Pope Leo XIV will publish his first encyclical, “Magnifica Humanitas,” next Monday, May 25. The pope has indicated that he will address some of the principal preoccupations weighing on his pastoral mind and heart in this document, which has been widely anticipated within the church and beyond. We can expect from his past writings that he will offer a measured account of the challenges and opportunities artificial intelligence technology poses, speaking from within the broader tradition of Catholic teaching and thinking, and will encourage a global conversation about the kinds of decisions we need to make to meet these challenges humanely.
The human challenge
Decisions are human things, and for that reason moral things as well. Before we cede to technology important aspects of human decision making, we need to think about the human factor, and its authority over the metrics of informational data.
The urgency of our situation is tied to the quiet integration, largely by unseen hands, of data-driven metrics into the stream of decision making. There are great advantages to rapid access to data; however, measuring data is not the same as a human decision, and statistical analysis by itself does not yield prudence and wisdom. A simple example: My G.P.S. can tell me the fastest way to my desired destination; this is its de facto response to my having entered the address into the program. But only I can decide whether the beauty of the drive is of greater importance than the efficiency of the route.
The example is an elementary one, yet consider programming that collates information about what constitutes a legitimate military target, or who is eligible for food assistance or a major surgery. The program will collate as it is programmed to do, but what are the criteria utilized for the program? And who decides that?
Part of the mystique of artificial intelligence is the aura of objective authority that surrounds the information generated. It is not the case, however, that objectivity is itself the arbiter of truth about the human good. The human subject normatively makes decisions in terms of their impact on human subjects. Justice, mercy and love are not programmable; they are humanly discerned.

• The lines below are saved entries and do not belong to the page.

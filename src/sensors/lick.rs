//! Conductive lick sensor.
//!
//! The tongue closes a circuit between the spout and the animal; the ADC
//! sees a voltage well above the idle noise floor while contact lasts.
//! Reports the contact level on change and a single zero when contact ends.

use log::info;

use super::{Band, FilterMemory, LevelCheck, check_level};
use crate::app::events::{ModuleAddress, Report, wire_codes};
use crate::app::module::{
    CommandKind, Dispatch, Module, Services, overwrite_parameters, unhandled,
};
use crate::app::ports::AnalogInput;
use crate::config::LickParams;
use crate::error::{ConfigError, LayoutError, Result};
use crate::pins::{Bound, PinRegistry};
use crate::sequencer::{self, Execution, StageCtx, Step};

wire_codes! {
    pub enum LickCommand {
        CheckState = 1,
    }
}

wire_codes! {
    pub enum LickEvent {
        /// u16 contact level, or 0 when contact ended.
        Changed = 51,
    }
}

#[derive(Debug, Clone, Copy, PartialEq, Eq)]
pub struct LickWiring {
    pub address: ModuleAddress,
    pub pin: u8,
}

pub struct Lick<A> {
    address: ModuleAddress,
    pin: Bound<A>,
    params: LickParams,
    memory: FilterMemory,
}

impl<A: AnalogInput> Lick<A> {
    pub fn new(
        wiring: &LickWiring,
        pin: A,
        registry: &mut PinRegistry,
    ) -> core::result::Result<Self, LayoutError> {
        Ok(Self {
            address: wiring.address,
            pin: registry.bind(wiring.pin, pin)?,
            params: LickParams::default(),
            memory: FilterMemory::new(0),
        })
    }

    pub fn parameters(&self) -> &LickParams {
        &self.params
    }

    pub fn set_parameters(&mut self, params: LickParams) {
        self.params = params;
    }

    pub fn memory(&self) -> &FilterMemory {
        &self.memory
    }

    fn check(&mut self, ctx: &mut StageCtx<'_, '_>) -> Step {
        let check = LevelCheck {
            pool: self.params.average_pool_size,
            delta_threshold: self.params.delta_threshold,
            band: Band::AtLeast(self.params.signal_threshold),
            changed_code: LickEvent::Changed.into(),
        };
        check_level(&mut self.pin, &mut self.memory, check, self.address, ctx)
    }
}

impl<A: AnalogInput> Module for Lick<A> {
    fn address(&self) -> ModuleAddress {
        self.address
    }

    fn apply_parameters(&mut self, bytes: &[u8]) -> core::result::Result<(), ConfigError> {
        overwrite_parameters(self.address, &mut self.params, bytes)
    }

    fn command_kind(&self, code: u8) -> Option<CommandKind> {
        LickCommand::try_from(code).ok().map(|_| CommandKind::Staged)
    }

    fn run_active_command(&mut self, exec: &mut Execution, svc: &mut Services<'_>) -> Dispatch {
        match LickCommand::try_from(exec.command()) {
            Ok(LickCommand::CheckState) => {
                Dispatch::Handled(sequencer::run(self, &[Self::check], exec, svc))
            }
            Err(code) => unhandled(self.address, code),
        }
    }

    fn setup(&mut self, svc: &mut Services<'_>) -> Result<()> {
        self.params = LickParams::default();
        svc.emit(self.address, Report::with(LickEvent::Changed, 0u16));
        self.memory.mark_suppressed();
        info!(
            "lick {}/{} ready on pin {}",
            self.address.kind,
            self.address.id,
            self.pin.number()
        );
        Ok(())
    }
}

We cannot be reduced to objective mathematical metrics, to the sum total of the data. We are the subjective authors and perceivers of the metric collations we create and consider. We consider them, but may have good human reasons to choose something other than what the metric produces. The narrative around objective data is useful for marketing purposes, but behind the program, there is a remote editor of criteria: It could be an elf, or it could be an orc, but the human reality remains. We must choose criteria wisely, and we must know when to leave the program and simply think and pray about our decisions.
The machine can replace our humanity only if we allow it to first reduce our sense of ourselves to whatever we program the machine to do. It would be like willingly sealing the human horizon within a prism of our own making. We want to consider the prism, not reduce ourselves to it.
The Catholic Conversation
Ironically, the first thing many will do upon the publication of the Holy Father’s encyclical is ask an artificial intelligence app for a summary of it. Those interested will read media summaries that may or may not have been generated from one of those apps. The news cycle will run, and the commentary on social media will multiply like side eddies in a larger stream, often propelled by talking points anonymously derived and deliberately disseminated to influence opinion on any number of particular aspects of what the pope will have said. Then interest will shift as other algorithms pull our attention to a different matrix of events, also administered to us by an ambiguous mix of anonymously derived sources. We have gotten used to this fairly quickly.
The challenges before us revolve around precisely this problem: The human voice is easily eclipsed and manipulated in our current environment. Generated summaries mixed with fabricated or truncated excerpts inevitably flatten discourses, manufacture rage and resolve themselves into mere statistical information about how many people agree or disagree with what they have heard. Meanwhile, we convince ourselves that we have digested the data and can move on. In this way, the timbre and tone of the human voice, of thought and the heartfelt, is eroded away within a programmed sense of what is important in a text, and what can be ignored without risk of losing the gist of the thing.
It is particularly important that Catholic media outlets try their level best to help the Holy Father be heard in his own voice. The words of the pope should not be reduced to a program of dogmatic definitions and generated summaries. For us, to think with the church cannot be separated from our attentiveness to the shepherd given to us by Christ. In our increasingly dehumanizing environment, the pope’s voice is a formative one, and it rightly signals for the whole church how the Gospel of Christ is also a Gospel that upholds and defends the dignity of the delicate human mystery.
Let us listen to him: Read carefully, think deeply and then pray from that place within where the WORD himself dwells. We have decisions to make.